Each line in the ihex file starts with :
- a colon :
- followed by ONE BYTE = record length
- followed by TWO BYTES = offset to load
- followed by ONE BYTE = Record Type
- Last BYTE in the line = Checksum
Convert .hex(ihex format) to .elf file with avr-objcopy or with an online tool http://matrixstorm.com
$ avr-objcopy -I ihex -O elf32-avr dump.hex dump.elf
# or
$ objcopy -I ihex chest.hex -O binary chest.bin ; xxd chest.bin
Alternative with Python bincopy
import bincopy
import sys
f = bincopy.BinFile()
f.add_ihex_file(sys.argv[1])
print(f.as_binary())
Quick strings on .hex
cat defaultPassword.ino.arduino_standard.hex | tr -d ":" | tr -d "\n" | xxd -r -p | strings
Inspect the assembly with avr-objdump -m avr -D chest.hex.
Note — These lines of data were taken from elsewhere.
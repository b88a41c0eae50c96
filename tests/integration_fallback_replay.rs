//! Fallback replay: entries re-enter delivery with a fresh retry budget, are
//! routed again but not re-enriched, and are removed only once resubmitted.


use amr_pipeline::bus::PublishError;
use amr_pipeline::delivery::DeliveryEvent;
use amr_pipeline::fallback::{FallbackStore, FileFallbackStore, MemoryFallbackStore, ReplayReport};
use amr_pipeline::{Pipeline, PipelineConfig, PipelineError, Record};
use pipeline_test_utils::*;
use pretty_assertions::assert_eq;
use std::sync::Arc;
use tempfile::TempDir;

fn failing_fast_config() -> PipelineConfig {
    let mut config = test_config();
    config.retry.max_retries = 1;
    config
}

#[tokio::test]
async fn test_replay_restores_full_retry_budget() {
    let bus = ScriptedBus::new();
    bus.fail_all(Some(PublishError::Transient("broker unreachable".to_string())));
    let store = Arc::new(MemoryFallbackStore::new());
    let pipeline = Pipeline::builder()
        .config(failing_fast_config())
        .bus(bus.clone())
        .fallback_store(store.clone())
        .build()
        .await
        .unwrap();
    let mut events = pipeline.subscribe();

    let record = Record::market_trend("tech", r#"{"trend":"Positive"}"#);
    pipeline.submit(record.clone()).await.unwrap();
    wait_for_fallback(&mut events, record.id()).await;

    let entries = store.drain_batch(10).await.unwrap();
    assert_eq!(entries[0].attempt_count, 2);

    // Destination recovers except for one more transient failure, which the
    // restored budget absorbs
    bus.fail_all(None);
    bus.fail_next("segment:tech", vec![PublishError::Transient("still warming up".to_string())]);

    let report = pipeline.replay_now().await.unwrap();
    assert_eq!(report, ReplayReport { resubmitted: 1, deferred: 0 });

    let retry = wait_for_event(&mut events, |e| matches!(e, DeliveryEvent::Retrying { .. })).await;
    assert!(matches!(retry, DeliveryEvent::Retrying { attempt_count: 1, .. }));
    let published = wait_for_published(&mut events, record.id()).await;
    assert!(matches!(published, DeliveryEvent::Published { attempt_count: 1, .. }));

    assert!(store.is_empty().await.unwrap());
    assert_eq!(pipeline.metrics().records_replayed.get(), 1);
    assert_eq!(bus.published_ids("segment:tech"), vec![record.id().to_string()]);

    pipeline.shutdown().await;
}

#[tokio::test]
async fn test_replay_does_not_reenrich() {
    let bus = ScriptedBus::new();
    bus.fail_all(Some(PublishError::Transient("broker unreachable".to_string())));
    let classifier = ScriptedClassifier::scoring(0.8);
    classifier.fail_next(1);

    let pipeline = Pipeline::builder()
        .config(failing_fast_config())
        .bus(bus.clone())
        .classifier(classifier.clone())
        .fallback_store(Arc::new(MemoryFallbackStore::new()))
        .build()
        .await
        .unwrap();
    let mut events = pipeline.subscribe();

    let record = Record::customer_interaction("C5", r#"{"text":"love the new dashboard"}"#);
    pipeline.submit(record.clone()).await.unwrap();
    wait_for_fallback(&mut events, record.id()).await;
    assert_eq!(classifier.calls(), 1);

    bus.fail_all(None);
    pipeline.replay_now().await.unwrap();
    wait_for_published(&mut events, record.id()).await;

    // The classifier is healthy now, but replay skips enrichment
    assert_eq!(classifier.calls(), 1);
    let published = bus.published();
    assert_eq!(published.len(), 1);
    assert!(published[0].envelope.get("enrichment").is_none());
    assert_eq!(published[0].channel, "customer_behavior");

    pipeline.shutdown().await;
}

#[tokio::test]
async fn test_replay_applies_current_routing_after_restart() {
    let temp_dir = TempDir::new().unwrap();
    let bus = ScriptedBus::new();
    bus.fail_all(Some(PublishError::Permanent("topic does not exist".to_string())));

    let record = Record::market_trend("energy", r#"{"sector":"Energy"}"#);
    {
        let store = Arc::new(FileFallbackStore::open(temp_dir.path(), true, 100).await.unwrap());
        let pipeline = Pipeline::builder()
            .config(test_config())
            .bus(bus.clone())
            .fallback_store(store)
            .build()
            .await
            .unwrap();
        let mut events = pipeline.subscribe();
        pipeline.submit(record.clone()).await.unwrap();
        wait_for_fallback(&mut events, record.id()).await;
        pipeline.shutdown().await;
    }

    // Operator fixes the destination by pointing market trends elsewhere
    bus.fail_all(None);
    let mut config = test_config();
    config.routing.market_trend_channel = "market_trends_v2".to_string();

    let store = Arc::new(FileFallbackStore::open(temp_dir.path(), true, 100).await.unwrap());
    let pipeline = Pipeline::builder()
        .config(config)
        .bus(bus.clone())
        .fallback_store(store.clone())
        .build()
        .await
        .unwrap();
    assert_eq!(pipeline.snapshot().await.unwrap().fallback_size, 1);
    let mut events = pipeline.subscribe();

    pipeline.replay_now().await.unwrap();
    wait_for_published(&mut events, record.id()).await;

    let published = bus.published();
    assert_eq!(published.len(), 1);
    assert_eq!(published[0].channel, "market_trends_v2");
    assert_eq!(published[0].record_id(), record.id().to_string());
    assert!(store.is_empty().await.unwrap());

    pipeline.shutdown().await;
}

#[tokio::test]
async fn test_replay_batch_is_bounded_and_oldest_first() {
    let bus = ScriptedBus::new();
    let store = Arc::new(MemoryFallbackStore::new());
    let records: Vec<Record> = (0..5)
        .map(|i| Record::market_trend("tech", format!(r#"{{"seq":{}}}"#, i)))
        .collect();
    for record in &records {
        store
            .put(record.clone(), 6, chrono::Utc::now(), Some(PublishError::Transient("down".to_string())))
            .await
            .unwrap();
    }

    let mut config = test_config();
    config.fallback.replay_batch_size = 2;
    let pipeline = Pipeline::builder()
        .config(config)
        .bus(bus.clone())
        .fallback_store(store.clone())
        .build()
        .await
        .unwrap();
    let mut events = pipeline.subscribe();

    let report = pipeline.replay_now().await.unwrap();
    assert_eq!(report.resubmitted, 2);
    wait_for_published(&mut events, records[1].id()).await;
    assert_eq!(store.len().await.unwrap(), 3);

    pipeline.replay_now().await.unwrap();
    pipeline.replay_now().await.unwrap();
    wait_for_published(&mut events, records[4].id()).await;

    let expected: Vec<String> = records.iter().map(|r| r.id().to_string()).collect();
    assert_eq!(bus.published_ids("segment:tech"), expected);
    assert!(store.is_empty().await.unwrap());

    pipeline.shutdown().await;
}

#[tokio::test]
async fn test_replay_timer_delivers_without_operator() {
    let bus = ScriptedBus::new();
    let store = Arc::new(MemoryFallbackStore::new());
    let record = Record::ecosystem_feedback("survey", r#"{"message":"pricing is confusing"}"#);
    store.put(record.clone(), 3, chrono::Utc::now(), None).await.unwrap();

    let mut config = test_config();
    config.fallback.replay_interval_ms = 50;
    let pipeline = Pipeline::builder()
        .config(config)
        .bus(bus.clone())
        .fallback_store(store.clone())
        .build()
        .await
        .unwrap();
    let mut events = pipeline.subscribe();

    wait_for_published(&mut events, record.id()).await;
    assert_eq!(bus.published()[0].channel, "ecosystem_feedback");

    pipeline.shutdown().await;
}

#[tokio::test]
async fn test_replay_refused_after_shutdown() {
    let bus = ScriptedBus::new();
    let store = Arc::new(MemoryFallbackStore::new());
    store.put(Record::market_trend("tech", "{}"), 6, chrono::Utc::now(), None).await.unwrap();

    let pipeline = Pipeline::builder()
        .config(test_config())
        .bus(bus.clone())
        .fallback_store(store.clone())
        .build()
        .await
        .unwrap();
    pipeline.shutdown().await;

    let result = pipeline.replay_now().await;
    assert!(matches!(result, Err(PipelineError::PipelineShuttingDown)));
    assert_eq!(store.len().await.unwrap(), 1);
}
Emulate : qemu-system-avr -S -s -nographic -serial tcp::5678,server=on,wait=off -machine uno -bios chest.bin
Explore Filesystem
Common Filesystem
- SquashFS : It is a compressed read-only filesystem commonly used in Linux-based Firmware. It provides a good flexibility because it supports creating writable overlay filesystems, allowing changes to be made to the filesystem at runtime.
- CramFS (Compressed ROM Filesystem) : Simple read-only filesystem, that supports compression.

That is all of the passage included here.